# Leopard gecko sneezing/coughing gesture, help!



## GeckoKay (Aug 17, 2010)

This morning I noticed my leo geckos favourite hide rocking and could hear her moving about alot in there, so i lifted it to check shes alright, and she turned herself towards the glass door, and did this weird sneezing/coughing noise opening her mouth three times, then she scattered into another hide, came out a couple of minutes later back into her favourite hide.

Never seen or heard of this before? I took her out for a bath yesterday and her eyes are clear so dont think its an infection? There was also a tiny bit of blood on the floor where her favourite hide is. I left a coupel of locusts in there for her but just read that they can bite your gecko, i thought this was just crickets?!

Any ideas?


----------



## **starry11** (Apr 3, 2009)

My gecko occasionally makes a funny noise like that and is absolutely fine. It usually happens a while after eating.If she was moving around alot in her hide perhaps she was shedding and you frightened her when lifting the hide. Try to be gentle as you can when going into the viv, young gecko's will often hiss until they've settle down. Another possibility is that she has a respiratory infection. Is her mouth watery/bubbling or an open mouth with laboured breathing? Check the temperatures and humidity in the viv. 
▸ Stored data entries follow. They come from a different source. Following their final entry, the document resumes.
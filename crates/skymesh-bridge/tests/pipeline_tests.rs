//! Pipeline behaviour against an in-memory mesh node.

use anyhow::bail;
use async_trait::async_trait;
use parking_lot::Mutex;
use skymesh_bridge::{Bridge, LineOutcome};
use skymesh_client::{MeshConnector, MeshLink};
use skymesh_core::BridgeConfig;
use std::sync::atomic::{AtomicBool, AtomicU32, Ordering};
use std::sync::Arc;
use std::time::{Duration, Instant};
use tokio::io::AsyncWriteExt;
use tokio::net::TcpListener;
use tokio_util::sync::CancellationToken;

const IDENT: &str =
    "MSG,1,111,11111,A00001,111111,2024/01/15,10:30:00.000,2024/01/15,10:30:00.000,UAL123  ,,,,,,,,,,,0";
const AIRBORNE: &str = "MSG,3,111,11111,A00001,111111,2024/01/15,10:30:01.000,2024/01/15,10:30:01.000,,36000,,,32.12345,34.56789,,,0,0,0,0";

fn airborne(icao: &str, alt: u32, lat: f64, lon: f64) -> String {
    format!(
        "MSG,3,111,11111,{},111111,2024/01/15,10:30:01.000,2024/01/15,10:30:01.000,,{},,,{},{},,,0,0,0,0",
        icao, alt, lat, lon
    )
}

#[derive(Default)]
struct MeshLog {
    sent: Mutex<Vec<(u32, String)>>,
    connects: AtomicU32,
    fail_sends: AtomicBool,
    panic_next: AtomicBool,
}

struct RecordingLink(Arc<MeshLog>);

#[async_trait]
impl MeshLink for RecordingLink {
    async fn send_text(&mut self, channel: u32, text: &str) -> anyhow::Result<()> {
        if self.0.panic_next.swap(false, Ordering::SeqCst) {
            panic!("link driver crashed");
        }
        if self.0.fail_sends.load(Ordering::SeqCst) {
            bail!("node rejected packet");
        }
        self.0.sent.lock().push((channel, text.to_string()));
        Ok(())
    }

    async fn heartbeat(&mut self) -> anyhow::Result<()> {
        Ok(())
    }

    fn is_alive(&self) -> bool {
        true
    }

    async fn close(&mut self) {}
}

struct RecordingConnector(Arc<MeshLog>);

#[async_trait]
impl MeshConnector for RecordingConnector {
    async fn connect(&self) -> anyhow::Result<Box<dyn MeshLink>> {
        self.0.connects.fetch_add(1, Ordering::SeqCst);
        Ok(Box::new(RecordingLink(Arc::clone(&self.0))))
    }

    fn endpoint(&self) -> String {
        "recorder".to_string()
    }
}

fn config() -> BridgeConfig {
    let mut config = BridgeConfig::default();
    config.mesh.channel_index = 2;
    config.limits.per_aircraft_period_secs = 30.0;
    config.limits.global_rate_per_min = 30;
    config
}

async fn connected_bridge(config: &BridgeConfig) -> (Bridge, Arc<MeshLog>) {
    let log = Arc::new(MeshLog::default());
    let bridge = Bridge::with_connector(config, Arc::new(RecordingConnector(Arc::clone(&log))));
    bridge.output().establish().await.unwrap();
    (bridge, log)
}

#[tokio::test]
async fn test_identification_then_position_announces() {
    let (bridge, log) = connected_bridge(&config()).await;
    let pipeline = bridge.pipeline();
    let t0 = Instant::now();

    assert_eq!(pipeline.handle_line(IDENT, t0).await, LineOutcome::Merged);
    assert_eq!(
        pipeline.handle_line(AIRBORNE, t0).await,
        LineOutcome::Dispatched { delivered: true }
    );

    let sent = log.sent.lock().clone();
    assert_eq!(sent.len(), 1);
    let (channel, text) = &sent[0];
    assert_eq!(*channel, 2);
    assert!(text.starts_with("✈️ UAL123 • 36,000 ft • 32.12345,34.56789"));
    assert!(text.contains("United States"));

    let track = bridge.store().get("A00001".parse().unwrap()).unwrap();
    assert_eq!(track.last_announced, Some(t0));
}

#[tokio::test]
async fn test_position_without_callsign_uses_fallback_ident() {
    let (bridge, log) = connected_bridge(&config()).await;
    let line = airborne("738000", 12000, 32.0, 34.8);

    bridge.pipeline().handle_line(&line, Instant::now()).await;

    let sent = log.sent.lock().clone();
    assert_eq!(sent.len(), 1);
    assert!(sent[0].1.starts_with("✈️ AC 738000 • 12,000 ft"));
    assert!(sent[0].1.contains("Israel"));
}

#[tokio::test]
async fn test_low_altitude_never_announces() {
    let (bridge, log) = connected_bridge(&config()).await;
    let line = airborne("400001", 50, 51.47, -0.45);

    assert_eq!(
        bridge.pipeline().handle_line(&line, Instant::now()).await,
        LineOutcome::Merged
    );
    let track = bridge.store().get("400001".parse().unwrap()).unwrap();
    assert_eq!(track.altitude_ft, None);
    assert!(track.position.is_some());
    assert!(log.sent.lock().is_empty());
}

#[tokio::test]
async fn test_cooldown_per_aircraft() {
    let (bridge, log) = connected_bridge(&config()).await;
    let pipeline = bridge.pipeline();
    let t0 = Instant::now();

    assert_eq!(
        pipeline.handle_line(&airborne("A00001", 36000, 32.0, 34.0), t0).await,
        LineOutcome::Dispatched { delivered: true }
    );
    assert_eq!(
        pipeline
            .handle_line(&airborne("A00001", 36100, 32.1, 34.1), t0 + Duration::from_secs(10))
            .await,
        LineOutcome::Rejected
    );
    assert_eq!(
        pipeline
            .handle_line(&airborne("A00001", 36200, 32.2, 34.2), t0 + Duration::from_secs(30))
            .await,
        LineOutcome::Dispatched { delivered: true }
    );
    assert_eq!(log.sent.lock().len(), 2);
}

#[tokio::test]
async fn test_global_cap_limits_dispatches_per_window() {
    let mut config = config();
    config.limits.global_rate_per_min = 2;
    let (bridge, log) = connected_bridge(&config).await;
    let pipeline = bridge.pipeline();
    let t0 = Instant::now();

    let outcomes = [
        pipeline.handle_line(&airborne("A00001", 36000, 32.0, 34.0), t0).await,
        pipeline.handle_line(&airborne("738000", 12000, 32.5, 34.9), t0).await,
        pipeline.handle_line(&airborne("4CA123", 8000, 53.4, -6.2), t0).await,
    ];
    assert_eq!(
        outcomes,
        [
            LineOutcome::Dispatched { delivered: true },
            LineOutcome::Dispatched { delivered: true },
            LineOutcome::Rejected,
        ]
    );
    assert_eq!(log.sent.lock().len(), 2);

    // The third aircraft goes out once the window rolls
    let later = t0 + Duration::from_secs(61);
    assert_eq!(
        pipeline.handle_line(&airborne("4CA123", 8100, 53.5, -6.3), later).await,
        LineOutcome::Dispatched { delivered: true }
    );
    assert!(log.sent.lock()[2].1.contains("Ireland"));
}

#[tokio::test]
async fn test_failed_send_consumes_slot_without_cooldown() {
    let mut config = config();
    config.limits.global_rate_per_min = 2;
    let (bridge, log) = connected_bridge(&config).await;
    let pipeline = bridge.pipeline();
    let t0 = Instant::now();

    log.fail_sends.store(true, Ordering::SeqCst);
    assert_eq!(
        pipeline.handle_line(&airborne("A00001", 36000, 32.0, 34.0), t0).await,
        LineOutcome::Dispatched { delivered: false }
    );
    // The failure dropped the link; the next attempt fails fast
    assert!(!bridge.output().is_connected().await);
    assert_eq!(
        pipeline.handle_line(&airborne("A00001", 36100, 32.1, 34.1), t0).await,
        LineOutcome::Dispatched { delivered: false }
    );
    // Both slots of the window are spent
    assert_eq!(
        pipeline.handle_line(&airborne("738000", 12000, 32.5, 34.9), t0).await,
        LineOutcome::Rejected
    );

    let track = bridge.store().get("A00001".parse().unwrap()).unwrap();
    assert_eq!(track.last_announced, None);
    assert!(!track.dispatch_pending);
    assert_eq!(bridge.metrics().send_failed(), 2);
}

#[tokio::test]
async fn test_malformed_and_foreign_records() {
    let (bridge, log) = connected_bridge(&config()).await;
    let pipeline = bridge.pipeline();
    let now = Instant::now();

    assert_eq!(pipeline.handle_line("MSG,3,1", now).await, LineOutcome::Malformed);
    assert_eq!(pipeline.handle_line("MSG,3,1,1,NOTHEX,1", now).await, LineOutcome::Malformed);
    assert_eq!(pipeline.handle_line("STA,,5,179,400AE7,10103", now).await, LineOutcome::Ignored);
    assert_eq!(pipeline.handle_line("", now).await, LineOutcome::Ignored);

    assert!(bridge.store().is_empty());
    assert!(log.sent.lock().is_empty());
    assert_eq!(bridge.metrics().malformed(), 2);
    assert_eq!(bridge.metrics().lines(), 4);
}

#[tokio::test]
async fn test_panicking_send_releases_reservation() {
    let (bridge, log) = connected_bridge(&config()).await;
    let t0 = Instant::now();
    log.panic_next.store(true, Ordering::SeqCst);

    let crashed = tokio::spawn({
        let pipeline = bridge.pipeline();
        async move { pipeline.handle_line(AIRBORNE, t0).await }
    })
    .await;
    assert!(crashed.unwrap_err().is_panic());

    let track = bridge.store().get("A00001".parse().unwrap()).unwrap();
    assert!(!track.dispatch_pending);
    assert_eq!(track.last_announced, None);

    let retry = airborne("A00001", 36100, 32.1, 34.1);
    assert_eq!(
        bridge.pipeline().handle_line(&retry, t0 + Duration::from_secs(1)).await,
        LineOutcome::Dispatched { delivered: true }
    );
    assert_eq!(log.sent.lock().len(), 1);
}

#[tokio::test]
async fn test_streams_from_feed_and_reconnects() {
    let listener = TcpListener::bind("127.0.0.1:0").await.unwrap();
    let addr = listener.local_addr().unwrap();
    let accepts = Arc::new(AtomicU32::new(0));

    let feed = tokio::spawn({
        let accepts = Arc::clone(&accepts);
        async move {
            loop {
                let Ok((mut socket, _)) = listener.accept().await else {
                    break;
                };
                let n = accepts.fetch_add(1, Ordering::SeqCst);
                let payload = if n == 0 {
                    format!("{}\r\n{}\r\n", IDENT, AIRBORNE)
                } else {
                    format!("{}\n", airborne("C01234", 31000, 45.5, -73.6))
                };
                let _ = socket.write_all(payload.as_bytes()).await;
                // Closing ends the session and forces a reconnect
                drop(socket);
            }
        }
    });

    let mut config = config();
    config.feed.host = addr.ip().to_string();
    config.feed.port = addr.port();
    config.reconnect.initial_backoff_secs = 0.05;
    config.reconnect.max_backoff_secs = 0.2;
    config.reconnect.max_jitter_secs = 0.0;
    let (bridge, log) = connected_bridge(&config).await;

    let shutdown = CancellationToken::new();
    let runner = tokio::spawn({
        let pipeline = bridge.pipeline();
        let shutdown = shutdown.clone();
        async move { pipeline.run_until(&shutdown).await }
    });

    let mut delivered = 0;
    for _ in 0..300 {
        delivered = log.sent.lock().len();
        if delivered >= 2 {
            break;
        }
        tokio::time::sleep(Duration::from_millis(10)).await;
    }
    assert!(delivered >= 2);
    assert!(accepts.load(Ordering::SeqCst) >= 2);

    let sent = log.sent.lock().clone();
    assert!(sent[0].1.contains("UAL123"));
    assert!(sent.iter().any(|(_, text)| text.contains("Canada")));

    assert!(bridge.metrics().connection_state("feed").is_some());

    shutdown.cancel();
    runner.await.unwrap();
    feed.abort();
}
You also said there was blood,could it be blood from the locust. When my gecko eats there is often blood on the floor where the cricket has popped when being eaten.


----------



## GeckoKay (Aug 17, 2010)

Oh phew, thankyou for replying i was really panicking! Her mouth is just shiny as is any other geckos, she only ever opens her mouth once shes eaten to lick round her mouth!

Shes three years old but ive had her for roughly three months. It doesnt look like locust goo/blood because thats black from what ive foudn after shes squished them while eating, its dark red, she might have caught a bit of shedding i havent got off maybe.

shes just shed about 5-7 days ago but she is starting to look brownish again.


----------